Rosalia Cid è la vivace Nannetta. Ha voce soave, un’emissione garbata e filati eterei e vibranti a tessere una leggerissima tela di ragno insieme all’orchestra diafana in “Sul filo d’un soffio etereo”.
Convincenti la ruffiana intrigante, ironicamente ossequiente, con un pizzico di esibita maestosità tronfia Marianna Pizzolato nel ruolo di Mrs. Quickly e la degna sodale Martina Belli in quello di Mrs.
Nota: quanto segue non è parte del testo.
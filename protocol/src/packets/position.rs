use crate::codec::{PacketReader, PacketWriter};
use crate::error::{CodecError, Result};
use crate::opcodes::ACServerProtocol;
use crate::types::{CarStatusFlags, Vector3};

use super::{IncomingPacket, OutgoingPacket};

/// Per-datagram cap on relayed car updates, keeping batches under a typical MTU.
pub const MAX_UPDATES_PER_BATCH: usize = 20;

/// Car state reported by a client over UDP.
#[derive(Debug, Clone, Copy, PartialEq, Default)]
pub struct PositionUpdateIn {
    pub pak_sequence_id: u8,
    pub timestamp: u32,
    pub position: Vector3,
    pub rotation: Vector3,
    pub velocity: Vector3,
    pub tyre_angular_speed: [u8; 4],
    pub steer_angle: u8,
    pub wheel_angle: u8,
    pub engine_rpm: u16,
    pub gear: u8,
    pub status_flags: CarStatusFlags,
    pub performance_delta: i16,
    pub gas: u8,
    pub normalized_position: f32,
}

impl IncomingPacket for PositionUpdateIn {
    fn from_reader(reader: &mut PacketReader<'_>) -> Result<Self> {
        Ok(PositionUpdateIn {
            pak_sequence_id: reader.read()?,
            timestamp: reader.read()?,
            position: reader.read()?,
            rotation: reader.read()?,
            velocity: reader.read()?,
            tyre_angular_speed: reader.read_array()?,
            steer_angle: reader.read()?,
            wheel_angle: reader.read()?,
            engine_rpm: reader.read()?,
            gear: reader.read()?,
            status_flags: CarStatusFlags(reader.read()?),
            performance_delta: reader.read()?,
            gas: reader.read()?,
            normalized_position: reader.read()?,
        })
    }
}

impl OutgoingPacket for PositionUpdateIn {
    fn to_writer(&self, writer: &mut PacketWriter) {
        writer.write(ACServerProtocol::PositionUpdate.repr());
        writer.write(self.pak_sequence_id);
        writer.write(self.timestamp);
        writer.write(self.position);
        writer.write(self.rotation);
        writer.write(self.velocity);
        writer.write_array(&self.tyre_angular_speed);
        writer.write(self.steer_angle);
        writer.write(self.wheel_angle);
        writer.write(self.engine_rpm);
        writer.write(self.gear);
        writer.write(self.status_flags.0);
        writer.write(self.performance_delta);
        writer.write(self.gas);
        writer.write(self.normalized_position);
    }
}

/// One car's state as relayed to other clients.
#[derive(Debug, Clone, Copy, PartialEq, Default)]
pub struct PositionUpdateOut {
    pub session_id: u8,
    pub pak_sequence_id: u8,
    pub timestamp: u32,
    pub ping: u16,
    pub position: Vector3,
    pub rotation: Vector3,
    pub velocity: Vector3,
    pub tyre_angular_speed: [u8; 4],
    pub steer_angle: u8,
    pub wheel_angle: u8,
    pub engine_rpm: u16,
    pub gear: u8,
    pub status_flags: CarStatusFlags,
    pub performance_delta: i16,
    pub gas: u8,
}

impl PositionUpdateOut {
    pub const WIRE_SIZE: usize = 60;

    fn write_body(&self, writer: &mut PacketWriter) {
        writer.write(self.session_id);
        writer.write(self.pak_sequence_id);
        writer.write(self.timestamp);
        writer.write(self.ping);
        writer.write(self.position);
        writer.write(self.rotation);
        writer.write(self.velocity);
        writer.write_array(&self.tyre_angular_speed);
        writer.write(self.steer_angle);
        writer.write(self.wheel_angle);
        writer.write(self.engine_rpm);
        writer.write(self.gear);
        writer.write(self.status_flags.0);
        writer.write(self.performance_delta);
        writer.write(self.gas);
    }

    fn read_body(reader: &mut PacketReader<'_>) -> Result<Self> {
        Ok(PositionUpdateOut {
            session_id: reader.read()?,
            pak_sequence_id: reader.read()?,
            timestamp: reader.read()?,
            ping: reader.read()?,
            position: reader.read()?,
            rotation: reader.read()?,
            velocity: reader.read()?,
            tyre_angular_speed: reader.read_array()?,
            steer_angle: reader.read()?,
            wheel_angle: reader.read()?,
            engine_rpm: reader.read()?,
            gear: reader.read()?,
            status_flags: CarStatusFlags(reader.read()?),
            performance_delta: reader.read()?,
            gas: reader.read()?,
        })
    }
}

/// Several car updates for one destination packed into a single datagram.
#[derive(Debug, Clone, PartialEq, Default)]
pub struct BatchedPositionUpdate {
    pub server_time: u32,
    pub last_ping: u16,
    pub updates: Vec<PositionUpdateOut>,
}

impl OutgoingPacket for BatchedPositionUpdate {
    fn to_writer(&self, writer: &mut PacketWriter) {
        let count = self.updates.len().min(MAX_UPDATES_PER_BATCH);
        writer.write(ACServerProtocol::MegaPacket.repr());
        writer.write(self.server_time);
        writer.write(self.last_ping);
        writer.write(count as u8);
        for update in &self.updates[..count] {
            update.write_body(writer);
        }
    }
}

impl IncomingPacket for BatchedPositionUpdate {
    fn from_reader(reader: &mut PacketReader<'_>) -> Result<Self> {
        let server_time = reader.read()?;
        let last_ping = reader.read()?;
        let count = reader.read::<u8>()? as usize;
        if count > MAX_UPDATES_PER_BATCH {
            return Err(CodecError::invalid(
                "update_count",
                format!("{} exceeds {}", count, MAX_UPDATES_PER_BATCH),
            ));
        }

        let mut updates = Vec::with_capacity(count);
        for _ in 0..count {
            updates.push(PositionUpdateOut::read_body(reader)?);
        }
        Ok(BatchedPositionUpdate {
            server_time,
            last_ping,
            updates,
        })
    }
}

#[cfg(test)]
mod tests {
    use super::*;
    use crate::packets::{ClientUdpMessage, ServerUdpMessage};

    fn sample_in() -> PositionUpdateIn {
        PositionUpdateIn {
            pak_sequence_id: 200,
            timestamp: 123_456,
            position: Vector3::new(100.0, 2.5, -340.25),
            rotation: Vector3::new(1.57, 0.0, 0.01),
            velocity: Vector3::new(30.0, 0.0, -1.0),
            tyre_angular_speed: [100, 101, 102, 103],
            steer_angle: 127,
            wheel_angle: 128,
            engine_rpm: 6500,
            gear: 4,
            status_flags: CarStatusFlags(CarStatusFlags::LIGHTS_ON),
            performance_delta: -12,
            gas: 255,
            normalized_position: 0.5,
        }
    }

    #[test]
    fn test_position_update_in_layout() {
        let packet = sample_in();
        let bytes = packet.to_datagram().unwrap();
        // opcode + seq + ts + 3 vectors + wheels + steer/wheel + rpm + gear + flags + delta + gas + spline
        assert_eq!(bytes.len(), 1 + 1 + 4 + 36 + 4 + 2 + 2 + 1 + 4 + 2 + 1 + 4);
        assert_eq!(
            ClientUdpMessage::decode(&bytes).unwrap(),
            ClientUdpMessage::PositionUpdate(packet)
        );
    }

    #[test]
    fn test_nan_survives_decoding() {
        let mut packet = sample_in();
        packet.velocity.x = f32::NAN;
        let bytes = packet.to_datagram().unwrap();
        match ClientUdpMessage::decode(&bytes).unwrap() {
            ClientUdpMessage::PositionUpdate(decoded) => assert!(decoded.velocity.x.is_nan()),
            other => panic!("unexpected message {:?}", other),
        }
    }

    #[test]
    fn test_batched_update_roundtrip() {
        let update = PositionUpdateOut {
            session_id: 3,
            pak_sequence_id: 17,
            timestamp: 99,
            ping: 40,
            position: Vector3::new(1.0, 2.0, 3.0),
            gear: 2,
            ..Default::default()
        };
        let packet = BatchedPositionUpdate {
            server_time: 5555,
            last_ping: 20,
            updates: vec![update, PositionUpdateOut { session_id: 4, ..update }],
        };
        let bytes = packet.to_datagram().unwrap();
        assert_eq!(bytes.len(), 1 + 4 + 2 + 1 + 2 * PositionUpdateOut::WIRE_SIZE);
        assert_eq!(
            ServerUdpMessage::decode(&bytes).unwrap(),
            ServerUdpMessage::Positions(packet)
        );
    }

    #[test]
    fn test_batch_is_capped() {
        let packet = BatchedPositionUpdate {
            server_time: 0,
            last_ping: 0,
            updates: vec![PositionUpdateOut::default(); MAX_UPDATES_PER_BATCH + 5],
        };
        let bytes = packet.to_datagram().unwrap();
        assert_eq!(bytes[7] as usize, MAX_UPDATES_PER_BATCH);
    }
}
impl PluginEvent {
    pub fn opcode(&self) -> UdpPluginProtocol {
        match self {
            PluginEvent::Version(_) => UdpPluginProtocol::Version,
            PluginEvent::NewSession(_) => UdpPluginProtocol::NewSession,
            PluginEvent::SessionInfo(_) => UdpPluginProtocol::SessionInfo,
            PluginEvent::EndSession { .. } => UdpPluginProtocol::EndSession,
            PluginEvent::NewConnection(_) => UdpPluginProtocol::NewConnection,
            PluginEvent::ConnectionClosed(_) => UdpPluginProtocol::ConnectionClosed,
            PluginEvent::ClientLoaded { .. } => UdpPluginProtocol::ClientLoaded,
            PluginEvent::CarUpdate { .. } => UdpPluginProtocol::CarUpdate,
            PluginEvent::CarInfo { .. } => UdpPluginProtocol::CarInfo,
            PluginEvent::Chat { .. } => UdpPluginProtocol::Chat,
            PluginEvent::LapCompleted { .. } => UdpPluginProtocol::LapCompleted,
            PluginEvent::Error(_) => UdpPluginProtocol::Error,
        }
    }

    pub fn decode(payload: &[u8]) -> Result<Self> {
        let mut reader = PacketReader::new(payload);
        let raw = reader.read::<u8>()?;
        let opcode = UdpPluginProtocol::from_repr(raw).ok_or(CodecError::UnknownOpcode(raw))?;

        let event = match opcode {
            UdpPluginProtocol::Version => PluginEvent::Version(reader.read()?),
            UdpPluginProtocol::NewSession => PluginEvent::NewSession(read_session(&mut reader)?),
            UdpPluginProtocol::SessionInfo => PluginEvent::SessionInfo(read_session(&mut reader)?),
            UdpPluginProtocol::EndSession => PluginEvent::EndSession {
                report_path: reader.read_utf32_string()?,
            },
            UdpPluginProtocol::NewConnection => {
                PluginEvent::NewConnection(read_connection(&mut reader)?)
            }
            UdpPluginProtocol::ConnectionClosed => {
                PluginEvent::ConnectionClosed(read_connection(&mut reader)?)
            }
            UdpPluginProtocol::ClientLoaded => PluginEvent::ClientLoaded {
                car_id: reader.read()?,
            },
            UdpPluginProtocol::CarUpdate => PluginEvent::CarUpdate {
                car_id: reader.read()?,
                position: reader.read()?,
                velocity: reader.read()?,
                gear: reader.read()?,
                engine_rpm: reader.read()?,
                normalized_position: reader.read()?,
            },
            UdpPluginProtocol::CarInfo => PluginEvent::CarInfo {
                car_id: reader.read()?,
                is_connected: reader.read()?,
                car_model: reader.read_utf32_string()?,
                car_skin: reader.read_utf32_string()?,
                driver_name: reader.read_utf32_string()?,
                driver_team: reader.read_utf32_string()?,
                driver_guid: reader.read_utf32_string()?,
            },
            UdpPluginProtocol::Chat => PluginEvent::Chat {
                car_id: reader.read()?,
                message: reader.read_utf32_string()?,
            },
            UdpPluginProtocol::LapCompleted => {
                let car_id = reader.read()?;
                let lap_time = reader.read()?;
                let cuts = reader.read()?;
                let count = reader.read::<u8>()?;
                let mut leaderboard = Vec::with_capacity(count as usize);
                for _ in 0..count {
                    leaderboard.push(PluginLapEntry {
                        car_id: reader.read()?,
                        time: reader.read()?,
                        laps: reader.read()?,
                        completed: reader.read()?,
                    });
                }
                PluginEvent::LapCompleted {
                    car_id,
                    lap_time,
                    cuts,
                    leaderboard,
                    grip_level: reader.read()?,
                }
            }
            UdpPluginProtocol::Error => PluginEvent::Error(reader.read_utf32_string()?),
            other => return Err(CodecError::UnexpectedOpcode(other.repr())),
        };

        Ok(event)
    }
}
use crate::codec::{PacketReader, PacketWriter};
use crate::error::Result;
use crate::opcodes::ACServerProtocol;

use super::{IncomingPacket, OutgoingPacket};

/// Sent by a client when it crosses the line.
#[derive(Debug, Clone, PartialEq, Default)]
pub struct LapCompletedIncoming {
    pub timestamp: u32,
    pub lap_time: u32,
    pub splits: Vec<u32>,
    pub cuts: u8,
}

impl IncomingPacket for LapCompletedIncoming {
    fn from_reader(reader: &mut PacketReader<'_>) -> Result<Self> {
        let timestamp = reader.read()?;
        let lap_time = reader.read()?;
        let split_count = reader.read::<u8>()?;
        let mut splits = Vec::<u32>::with_capacity(split_count as usize);
        for _ in 0..split_count {
            splits.push(reader.read()?);
        }
        let cuts = reader.read()?;
        Ok(LapCompletedIncoming {
            timestamp,
            lap_time,
            splits,
            cuts,
        })
    }
}

impl OutgoingPacket for LapCompletedIncoming {
    fn to_writer(&self, writer: &mut PacketWriter) {
        writer.write(ACServerProtocol::LapCompleted.repr());
        writer.write(self.timestamp);
        writer.write(self.lap_time);
        writer.write(self.splits.len().min(u8::MAX as usize) as u8);
        writer.write_array(&self.splits[..self.splits.len().min(u8::MAX as usize)]);
        writer.write(self.cuts);
    }
}

#[derive(Debug, Clone, Copy, PartialEq, Eq, Default)]
pub struct LeaderboardEntry {
    pub session_id: u8,
    pub best_lap: u32,
    pub laps: u16,
    pub has_finished: bool,
}

/// Broadcast to everyone after a lap, with the current leaderboard.
#[derive(Debug, Clone, PartialEq, Default)]
pub struct LapCompletedOutgoing {
    pub session_id: u8,
    pub lap_time: u32,
    pub cuts: u8,
    pub leaderboard: Vec<LeaderboardEntry>,
    pub track_grip: f32,
}

impl OutgoingPacket for LapCompletedOutgoing {
    fn to_writer(&self, writer: &mut PacketWriter) {
        writer.write(ACServerProtocol::LapCompleted.repr());
        writer.write(self.session_id);
        writer.write(self.lap_time);
        writer.write(self.cuts);
        writer.write(self.leaderboard.len().min(u8::MAX as usize) as u8);
        for entry in self.leaderboard.iter().take(u8::MAX as usize) {
            writer.write(entry.session_id);
            writer.write(entry.best_lap);
            writer.write(entry.laps);
            writer.write(entry.has_finished);
        }
        writer.write(self.track_grip);
    }
}

impl IncomingPacket for LapCompletedOutgoing {
    fn from_reader(reader: &mut PacketReader<'_>) -> Result<Self> {
        let session_id = reader.read()?;
        let lap_time = reader.read()?;
        let cuts = reader.read()?;
        let count = reader.read::<u8>()?;
        let mut leaderboard = Vec::with_capacity(count as usize);
        for _ in 0..count {
            leaderboard.push(LeaderboardEntry {
                session_id: reader.read()?,
                best_lap: reader.read()?,
                laps: reader.read()?,
                has_finished: reader.read()?,
            });
        }
        Ok(LapCompletedOutgoing {
            session_id,
            lap_time,
            cuts,
            leaderboard,
            track_grip: reader.read()?,
        })
    }
}

#[cfg(test)]
mod tests {
    use super::*;
    use crate::packets::{ClientTcpMessage, ServerTcpMessage};

    #[test]
    fn test_incoming_lap_roundtrip() {
        let packet = LapCompletedIncoming {
            timestamp: 5000,
            lap_time: 92_345,
            splits: vec![30_000, 31_000, 31_345],
            cuts: 1,
        };
        let bytes = packet.to_datagram().unwrap();
        assert_eq!(bytes.len(), 1 + 4 + 4 + 1 + 12 + 1);
        assert_eq!(
            ClientTcpMessage::decode(&bytes).unwrap(),
            ClientTcpMessage::LapCompleted(packet)
        );
    }

    #[test]
    fn test_outgoing_lap_roundtrip() {
        let packet = LapCompletedOutgoing {
            session_id: 2,
            lap_time: 92_345,
            cuts: 0,
            leaderboard: vec![
                LeaderboardEntry {
                    session_id: 2,
                    best_lap: 92_345,
                    laps: 3,
                    has_finished: false,
                },
                LeaderboardEntry {
                    session_id: 0,
                    best_lap: 95_000,
                    laps: 2,
                    has_finished: false,
                },
            ],
            track_grip: 0.98,
        };
        let bytes = packet.to_datagram().unwrap();
        assert_eq!(
            ServerTcpMessage::decode(&bytes).unwrap(),
            ServerTcpMessage::LapCompleted(packet)
        );
    }
}
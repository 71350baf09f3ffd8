//! Junction-aware traversal of the spline graph.

use std::collections::HashMap;

use rand::Rng;

use super::spline::{AiSpline, SplineJunction};

/// Remembers which branch was chosen at each junction so repeated lookahead
/// from the same AI state keeps returning the same path.
///
/// One evaluator per AI state. Randomness comes from the caller.
#[derive(Debug, Default, Clone)]
pub struct JunctionEvaluator {
    decisions: HashMap<i32, bool>,
}

impl JunctionEvaluator {
    pub fn new() -> Self {
        Self::default()
    }

    /// Decides once whether `junction` is taken; later calls return the
    /// remembered answer until [`forget`](Self::forget) is called.
    pub fn evaluate<R: Rng + ?Sized>(&mut self, junction: &SplineJunction, rng: &mut R) -> bool {
        *self
            .decisions
            .entry(junction.id)
            .or_insert_with(|| rng.gen::<f32>() < junction.probability)
    }

    /// Peeks at a decision without rolling.
    pub fn decision(&self, junction_id: i32) -> Option<bool> {
        self.decisions.get(&junction_id).copied()
    }

    pub fn forget(&mut self, junction_id: i32) {
        self.decisions.remove(&junction_id);
    }

    pub fn clear(&mut self) {
        self.decisions.clear();
    }

    /// Walks `count` points forward. Returns -1 if the lane ends first.
    pub fn next<R: Rng + ?Sized>(
        &mut self,
        spline: &AiSpline,
        point_id: i32,
        count: usize,
        rng: &mut R,
    ) -> i32 {
        self.walk_forward(spline, point_id, count, false, rng)
    }

    /// Like [`next`](Self::next) but always takes any junction on the way.
    /// Forced traversals are not remembered.
    pub fn next_forced<R: Rng + ?Sized>(
        &mut self,
        spline: &AiSpline,
        point_id: i32,
        count: usize,
        rng: &mut R,
    ) -> i32 {
        self.walk_forward(spline, point_id, count, true, rng)
    }

    fn walk_forward<R: Rng + ?Sized>(
        &mut self,
        spline: &AiSpline,
        point_id: i32,
        count: usize,
        force_junction: bool,
        rng: &mut R,
    ) -> i32 {
        let mut current = point_id;
        for _ in 0..count {
            let point = match spline.point(current) {
                Some(point) => point,
                None => return -1,
            };

            current = match spline.junction(point.junction_start_id) {
                Some(junction) if force_junction || self.evaluate(&junction, rng) => junction.end_id,
                _ => point.next_id,
            };
            if current < 0 {
                return -1;
            }
        }
        current
    }

    /// Walks `count` points backward, entering junctions from their end.
    pub fn previous<R: Rng + ?Sized>(
        &mut self,
        spline: &AiSpline,
        point_id: i32,
        count: usize,
        rng: &mut R,
    ) -> i32 {
        let mut current = point_id;
        for _ in 0..count {
            let point = match spline.point(current) {
                Some(point) => point,
                None => return -1,
            };

            current = match spline.junction(point.junction_end_id) {
                Some(junction) if self.evaluate(&junction, rng) => junction.start_id,
                _ => point.previous_id,
            };
            if current < 0 {
                return -1;
            }
        }
        current
    }

    /// Walks forward until at least `distance` meters have been covered.
    /// Returns the reached point and the distance actually travelled, or
    /// `None` if the lane ends first.
    pub fn advance<R: Rng + ?Sized>(
        &mut self,
        spline: &AiSpline,
        point_id: i32,
        distance: f32,
        rng: &mut R,
    ) -> Option<(i32, f32)> {
        let mut current = point_id;
        let mut travelled = 0.0;
        // Bounded so a zero-length loop cannot spin forever.
        for _ in 0..spline.num_points().max(1) {
            if travelled >= distance {
                return Some((current, travelled));
            }
            let point = spline.point(current)?;
            let next = self.next(spline, current, 1, rng);
            if next < 0 {
                return None;
            }
            travelled += point.length.max(0.0);
            current = next;
        }
        Some((current, travelled))
    }
}

#[cfg(test)]
mod tests {
    use super::*;
    use crate::ai::spline::{straight_blob, SplineBlob, SplinePoint};
    use protocol::{CarStatusFlags, Vector3};
    use rand::rngs::StdRng;
    use rand::SeedableRng;

    /// Main lane 0..=9 along +z, a branch lane 10..=14 leaving at point 3.
    fn forked_spline(probability: f32) -> AiSpline {
        let mut blob: SplineBlob = straight_blob(10, 10.0);
        for i in 0..5 {
            let id = 10 + i;
            blob.points.push(SplinePoint {
                id,
                position: Vector3::new(10.0 + i as f32 * 10.0, 0.0, 40.0),
                length: 10.0,
                previous_id: if i > 0 { id - 1 } else { -1 },
                next_id: if i < 4 { id + 1 } else { -1 },
                ..Default::default()
            });
        }
        blob.junctions.push(SplineJunction {
            id: 0,
            start_id: 3,
            end_id: 10,
            probability,
            indicate_when_taken: CarStatusFlags(CarStatusFlags::INDICATE_RIGHT),
            indicate_when_not_taken: CarStatusFlags::NONE,
            indicate_distance_pre: 50.0,
            indicate_distance_post: 10.0,
        });
        blob.points[3].junction_start_id = 0;
        blob.points[10].junction_end_id = 0;
        blob.index_points();
        AiSpline::from_blob(&blob).unwrap()
    }

    #[test]
    fn test_next_without_junctions() {
        let spline = forked_spline(0.5);
        let mut rng = StdRng::seed_from_u64(0);
        let mut evaluator = JunctionEvaluator::new();
        assert_eq!(evaluator.next(&spline, 0, 2, &mut rng), 2);
        assert_eq!(evaluator.next(&spline, 0, 0, &mut rng), 0);
        assert_eq!(evaluator.next(&spline, 8, 5, &mut rng), -1);
        assert_eq!(evaluator.previous(&spline, 5, 5, &mut rng), 0);
        assert_eq!(evaluator.previous(&spline, 0, 1, &mut rng), -1);
    }

    #[test]
    fn test_certain_and_impossible_junctions() {
        let mut rng = StdRng::seed_from_u64(0);
        let always = forked_spline(1.0);
        let never = forked_spline(0.0);

        assert_eq!(JunctionEvaluator::new().next(&always, 2, 2, &mut rng), 10);
        assert_eq!(JunctionEvaluator::new().next(&never, 2, 2, &mut rng), 4);
        assert_eq!(JunctionEvaluator::new().next_forced(&never, 2, 2, &mut rng), 10);
    }

    #[test]
    fn test_decision_is_memoized_per_context() {
        let spline = forked_spline(0.5);
        let mut rng = StdRng::seed_from_u64(42);
        let mut evaluator = JunctionEvaluator::new();

        let first = evaluator.next(&spline, 3, 1, &mut rng);
        for _ in 0..50 {
            assert_eq!(evaluator.next(&spline, 3, 1, &mut rng), first);
            assert_eq!(evaluator.next(&spline, 0, 4, &mut rng), first);
        }
    }

    #[test]
    fn test_fresh_contexts_evaluate_independently() {
        let spline = forked_spline(0.5);
        let mut rng = StdRng::seed_from_u64(7);

        let outcomes: Vec<i32> = (0..64)
            .map(|_| JunctionEvaluator::new().next(&spline, 3, 1, &mut rng))
            .collect();
        assert!(outcomes.contains(&10));
        assert!(outcomes.contains(&4));
    }

    #[test]
    fn test_same_seed_reproduces_decisions() {
        let spline = forked_spline(0.5);
        let run = |seed| {
            let mut rng = StdRng::seed_from_u64(seed);
            (0..32)
                .map(|_| JunctionEvaluator::new().next(&spline, 3, 1, &mut rng))
                .collect::<Vec<_>>()
        };
        assert_eq!(run(99), run(99));
    }

    #[test]
    fn test_forget_allows_reroll() {
        let spline = forked_spline(1.0);
        let mut rng = StdRng::seed_from_u64(0);
        let mut evaluator = JunctionEvaluator::new();
        evaluator.next(&spline, 3, 1, &mut rng);
        assert_eq!(evaluator.decision(0), Some(true));
        evaluator.forget(0);
        assert_eq!(evaluator.decision(0), None);
    }

    #[test]
    fn test_previous_through_junction_end() {
        let spline = forked_spline(1.0);
        let mut rng = StdRng::seed_from_u64(0);
        assert_eq!(JunctionEvaluator::new().previous(&spline, 11, 2, &mut rng), 3);
    }

    #[test]
    fn test_advance_by_distance() {
        let spline = forked_spline(0.0);
        let mut rng = StdRng::seed_from_u64(0);
        let mut evaluator = JunctionEvaluator::new();
        assert_eq!(evaluator.advance(&spline, 0, 25.0, &mut rng), Some((3, 30.0)));
        assert_eq!(evaluator.advance(&spline, 0, 0.0, &mut rng), Some((0, 0.0)));
        assert_eq!(evaluator.advance(&spline, 5, 500.0, &mut rng), None);
    }
}
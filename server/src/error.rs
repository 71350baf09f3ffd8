use protocol::CodecError;
use thiserror::Error;

pub type Result<T> = std::result::Result<T, Error>;

#[derive(Debug, Error)]
pub enum Error {
    #[error("I/O error: {0}")]
    Io(#[from] std::io::Error),

    #[error("codec error: {0}")]
    Codec(#[from] CodecError),

    #[error("invalid configuration: {0}")]
    Config(String),

    #[error("malformed JSON: {0}")]
    Json(#[from] serde_json::Error),

    #[error("spline data error: {0}")]
    Spline(String),

    #[error("spline cache version {found} does not match supported version {expected}")]
    SplineVersion { found: i32, expected: i32 },

    #[error("outgoing queue full")]
    QueueFull,

    #[error("channel closed")]
    ChannelClosed,

    #[error("timed out waiting for {0}")]
    Timeout(&'static str),

    #[error("protocol violation: {0}")]
    Protocol(String),

    #[error("background task failed: {0}")]
    Task(String),
}

impl Error {
    pub fn spline(reason: impl Into<String>) -> Self {
        Error::Spline(reason.into())
    }

    pub fn config(reason: impl Into<String>) -> Self {
        Error::Config(reason.into())
    }
}
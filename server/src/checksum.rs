//! MD5 digests of content files that every client must match.

use std::path::{Path, PathBuf};

use log::{debug, info};
use md5::{Digest, Md5};
use protocol::packets::{ChecksumPacket, MD5_DIGEST_LEN};

use crate::error::Result;

pub fn md5_digest(bytes: &[u8]) -> [u8; MD5_DIGEST_LEN] {
    Md5::digest(bytes).into()
}

#[derive(Debug, Clone, PartialEq, Eq)]
pub struct ChecksumEntry {
    pub path: PathBuf,
    pub digest: [u8; MD5_DIGEST_LEN],
}

#[derive(Debug, Clone, PartialEq, Eq)]
pub enum ChecksumMismatch {
    Count { expected: usize, received: usize },
    File(PathBuf),
}

impl std::fmt::Display for ChecksumMismatch {
    fn fmt(&self, f: &mut std::fmt::Formatter<'_>) -> std::fmt::Result {
        match self {
            ChecksumMismatch::Count { expected, received } => {
                write!(f, "expected {} checksums, received {}", expected, received)
            }
            ChecksumMismatch::File(path) => write!(f, "{} does not match", path.display()),
        }
    }
}

/// Expected digests, in the order clients report them.
#[derive(Debug, Clone, Default)]
pub struct ChecksumManager {
    entries: Vec<ChecksumEntry>,
}

impl ChecksumManager {
    pub fn load(paths: &[PathBuf]) -> Result<Self> {
        let mut entries = Vec::with_capacity(paths.len());
        for path in paths {
            let digest = md5_digest(&std::fs::read(path)?);
            debug!("Checksum {} = {}", path.display(), hex::encode(digest));
            entries.push(ChecksumEntry {
                path: path.clone(),
                digest,
            });
        }
        if !entries.is_empty() {
            info!("Loaded {} content checksums", entries.len());
        }
        Ok(Self { entries })
    }

    pub fn from_entries(entries: Vec<ChecksumEntry>) -> Self {
        Self { entries }
    }

    pub fn len(&self) -> usize {
        self.entries.len()
    }

    pub fn is_empty(&self) -> bool {
        self.entries.is_empty()
    }

    pub fn entries(&self) -> &[ChecksumEntry] {
        &self.entries
    }

    pub fn path(&self, index: usize) -> Option<&Path> {
        self.entries.get(index).map(|entry| entry.path.as_path())
    }

    /// Compares the client's digests with the expected ones, in order.
    pub fn verify(&self, packet: &ChecksumPacket) -> std::result::Result<(), ChecksumMismatch> {
        if packet.digests.len() != self.entries.len() {
            return Err(ChecksumMismatch::Count {
                expected: self.entries.len(),
                received: packet.digests.len(),
            });
        }
        match self
            .entries
            .iter()
            .zip(&packet.digests)
            .find(|(entry, digest)| entry.digest != **digest)
        {
            Some((entry, digest)) => {
                debug!(
                    "Checksum mismatch for {}: expected {}, got {}",
                    entry.path.display(),
                    hex::encode(entry.digest),
                    hex::encode(digest)
                );
                Err(ChecksumMismatch::File(entry.path.clone()))
            }
            None => Ok(()),
        }
    }
}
Meg Page.
Citiamo anche Mauro Barbiero nel ruolo muto dell’oste della Giarrettiera.
A conclusione, vivo successo per tutti i protagonisti: direttore, cantanti e i responsabili della messa in scena che hanno ripreso con gusto questo storico spettacolo.
Maestri si è portato per mano al proscenio il piccolo Lorenzo Forte, il paggio che ha messo tanta allegria nella sua recita da attore consumato meritando calorosi applausi.
La recensione si riferisce alla prima del 16 gennaio 2025.